"Song for Guy" is a mainly instrumental piece of music by English musician Elton John. It is the closing track of his 1978 album, A Single Man.

Musical structure

The song opens with an octaved solo piano, which is then accompanied by a looped Roland CR-78 drum machine, with occasional shaker and wind chimes alternating; other keyboards are often layered in shortly after, with a bass guitar mainly accompanying this. It is instrumental until the end, in which the words "Life – isn't everything (3x)" are repeated over the primary melody.

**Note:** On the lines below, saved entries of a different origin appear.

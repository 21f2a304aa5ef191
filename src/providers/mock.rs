//! Scripted provider for testing.

use async_trait::async_trait;
use serde_json::Value;
use std::collections::{HashMap, HashSet, VecDeque};
use std::sync::atomic::{AtomicUsize, Ordering};
use std::sync::Mutex;
use std::time::Duration;

use crate::harvest::query::{QueryDescriptor, QuerySpec};
use crate::models::{EntityKind, FieldKind};
use crate::providers::{Page, Provider, ProviderError};

const DEFAULT_ENTITIES: &[EntityKind] = &[
    EntityKind::Work,
    EntityKind::Author,
    EntityKind::Source,
    EntityKind::Publisher,
    EntityKind::Institution,
    EntityKind::Funder,
    EntityKind::Topic,
    EntityKind::Subfield,
    EntityKind::Field,
    EntityKind::Domain,
];

const DEFAULT_FIELDS: &[FieldKind] = &[
    FieldKind::Id,
    FieldKind::ProviderId,
    FieldKind::Doi,
    FieldKind::Ror,
    FieldKind::Orcid,
    FieldKind::Name,
    FieldKind::Issn,
    FieldKind::Pmid,
];

/// A provider that replays scripted pages and records.
///
/// Page scripts are keyed by [`MockProvider::descriptor_key`]; each
/// `fetch_page` call pops the next queued page for its descriptor. An
/// unscripted descriptor yields one empty page. Every provider call is
/// counted so tests can assert cache hits performed zero calls.
#[derive(Debug, Default)]
pub struct MockProvider {
    entities: Vec<EntityKind>,
    fields: Vec<FieldKind>,
    records: Mutex<HashMap<(EntityKind, String), Value>>,
    pages: Mutex<HashMap<String, VecDeque<Page>>>,
    failures: Mutex<HashSet<String>>,
    delays: Mutex<HashMap<String, Duration>>,
    calls: AtomicUsize,
}

impl MockProvider {
    pub fn new() -> Self {
        Self {
            entities: DEFAULT_ENTITIES.to_vec(),
            fields: DEFAULT_FIELDS.to_vec(),
            ..Self::default()
        }
    }

    /// Restrict the capability set to the given entities.
    pub fn with_entities(mut self, entities: &[EntityKind]) -> Self {
        self.entities = entities.to_vec();
        self
    }

    /// Restrict the accepted search fields.
    pub fn with_fields(mut self, fields: &[FieldKind]) -> Self {
        self.fields = fields.to_vec();
        self
    }

    /// Script a single record for direct-ID lookups.
    pub fn stub_record(self, entity: EntityKind, id: &str, record: Value) -> Self {
        self.records
            .lock()
            .unwrap()
            .insert((entity, id.to_string()), record);
        self
    }

    /// Script the page sequence for a descriptor key.
    pub fn stub_pages(self, key: &str, pages: Vec<Page>) -> Self {
        self.pages
            .lock()
            .unwrap()
            .insert(key.to_string(), pages.into());
        self
    }

    /// Make every call for a descriptor key fail.
    pub fn stub_failure(self, key: &str) -> Self {
        self.failures.lock().unwrap().insert(key.to_string());
        self
    }

    /// Delay every page fetch for a descriptor key, for timeout tests.
    pub fn stub_delay(self, key: &str, delay: Duration) -> Self {
        self.delays.lock().unwrap().insert(key.to_string(), delay);
        self
    }

    /// Total provider calls observed (page fetches and record lookups).
    pub fn calls(&self) -> usize {
        self.calls.load(Ordering::SeqCst)
    }

    /// Stable scripting key for a descriptor:
    /// `bucket|filter|attr:value,...` or `bucket|search|text`.
    pub fn descriptor_key(descriptor: &QueryDescriptor) -> String {
        let bucket = descriptor.entity.bucket();
        match &descriptor.spec {
            QuerySpec::Get { id } => format!("{}|get|{}", bucket, id),
            QuerySpec::Filter { clauses } => {
                let joined = clauses
                    .iter()
                    .map(|c| format!("{}:{}", c.attribute, c.value))
                    .collect::<Vec<_>>()
                    .join(",");
                format!("{}|filter|{}", bucket, joined)
            }
            QuerySpec::Search { text, clauses } => {
                if clauses.is_empty() {
                    format!("{}|search|{}", bucket, text)
                } else {
                    let joined = clauses
                        .iter()
                        .map(|c| format!("{}:{}", c.attribute, c.value))
                        .collect::<Vec<_>>()
                        .join(",");
                    format!("{}|search|{}|{}", bucket, text, joined)
                }
            }
        }
    }
}

#[async_trait]
impl Provider for MockProvider {
    fn id(&self) -> &str {
        "mock"
    }

    fn name(&self) -> &str {
        "Mock Provider"
    }

    fn entity_endpoint(&self, entity: EntityKind) -> Option<&'static str> {
        self.entities
            .contains(&entity)
            .then(|| entity.bucket())
    }

    fn supported_fields(&self) -> &[FieldKind] {
        &self.fields
    }

    async fn fetch_record(&self, entity: EntityKind, id: &str) -> Result<Value, ProviderError> {
        self.calls.fetch_add(1, Ordering::SeqCst);
        self.records
            .lock()
            .unwrap()
            .get(&(entity, id.to_string()))
            .cloned()
            .ok_or_else(|| ProviderError::NotFound(id.to_string()))
    }

    async fn fetch_page(
        &self,
        descriptor: &QueryDescriptor,
        _per_page: usize,
        _cursor: Option<&str>,
    ) -> Result<Page, ProviderError> {
        self.calls.fetch_add(1, Ordering::SeqCst);
        let key = Self::descriptor_key(descriptor);

        let delay = self.delays.lock().unwrap().get(&key).copied();
        if let Some(delay) = delay {
            tokio::time::sleep(delay).await;
        }

        if self.failures.lock().unwrap().contains(&key) {
            return Err(ProviderError::Api {
                status: 500,
                message: format!("scripted failure for {}", key),
            });
        }

        let page = self
            .pages
            .lock()
            .unwrap()
            .get_mut(&key)
            .and_then(VecDeque::pop_front)
            .unwrap_or_default();
        Ok(page)
    }
}

#[cfg(test)]
mod tests {
    use super::*;
    use crate::harvest::query::FilterClause;
    use serde_json::json;

    #[test]
    fn descriptor_key_is_stable() {
        let descriptor = QueryDescriptor {
            entity: EntityKind::Work,
            field: FieldKind::Doi,
            spec: QuerySpec::Filter {
                clauses: vec![FilterClause {
                    attribute: "doi".to_string(),
                    value: "10.1000/1".to_string(),
                }],
            },
        };
        assert_eq!(
            MockProvider::descriptor_key(&descriptor),
            "works|filter|doi:10.1000/1"
        );
    }

    #[tokio::test]
    async fn pages_replay_in_order_then_run_dry() {
        let descriptor = QueryDescriptor {
            entity: EntityKind::Work,
            field: FieldKind::Doi,
            spec: QuerySpec::Filter {
                clauses: vec![FilterClause {
                    attribute: "doi".to_string(),
                    value: "x".to_string(),
                }],
            },
        };
        let provider = MockProvider::new().stub_pages(
            "works|filter|doi:x",
            vec![Page::new(vec![json!({"id": "W1"})], None)],
        );

        let first = provider.fetch_page(&descriptor, 10, None).await.unwrap();
        assert_eq!(first.records.len(), 1);

        let second = provider.fetch_page(&descriptor, 10, None).await.unwrap();
        assert!(second.records.is_empty());
        assert_eq!(provider.calls(), 2);
    }
}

It stands as one of the few songs written by Elton John alone and the only instrumental piece of music made by himself to be released as a lead single. After this song, his other instrumental songs were only released as B-sides notably "Choc Ice Goes Mental" (A-sides: "I Guess That's Why They Call It the Blues" & "Kiss the Bride") and "The Man Who Never Died" (A-sides: "Nikita" & "The Last Song").

Reception
Cash Box said it has "an alluring beauty," with "spunky piano chording, rhythm ace backing, evocative synthesizer explorations and chimes." Record World said it would surprise his fans as "an instrumental with traditional orchestral arrangements and John's own semi-classical piano work."

Release and performances
The song was one of his most successful singles in the UK, peaking at No. 4 in January 1979, and remaining on the chart for ten weeks, returning him to the Top Ten since 1976's "Don't Go Breaking My Heart", where it reached at No. 1 at the same chart. It wasn't released in the US until March 1979 where it barely made the charts, peaking at No. 110. It was a modest success, though, on the American adult contemporary charts, where it peaked at No. 37 in the spring of 1979.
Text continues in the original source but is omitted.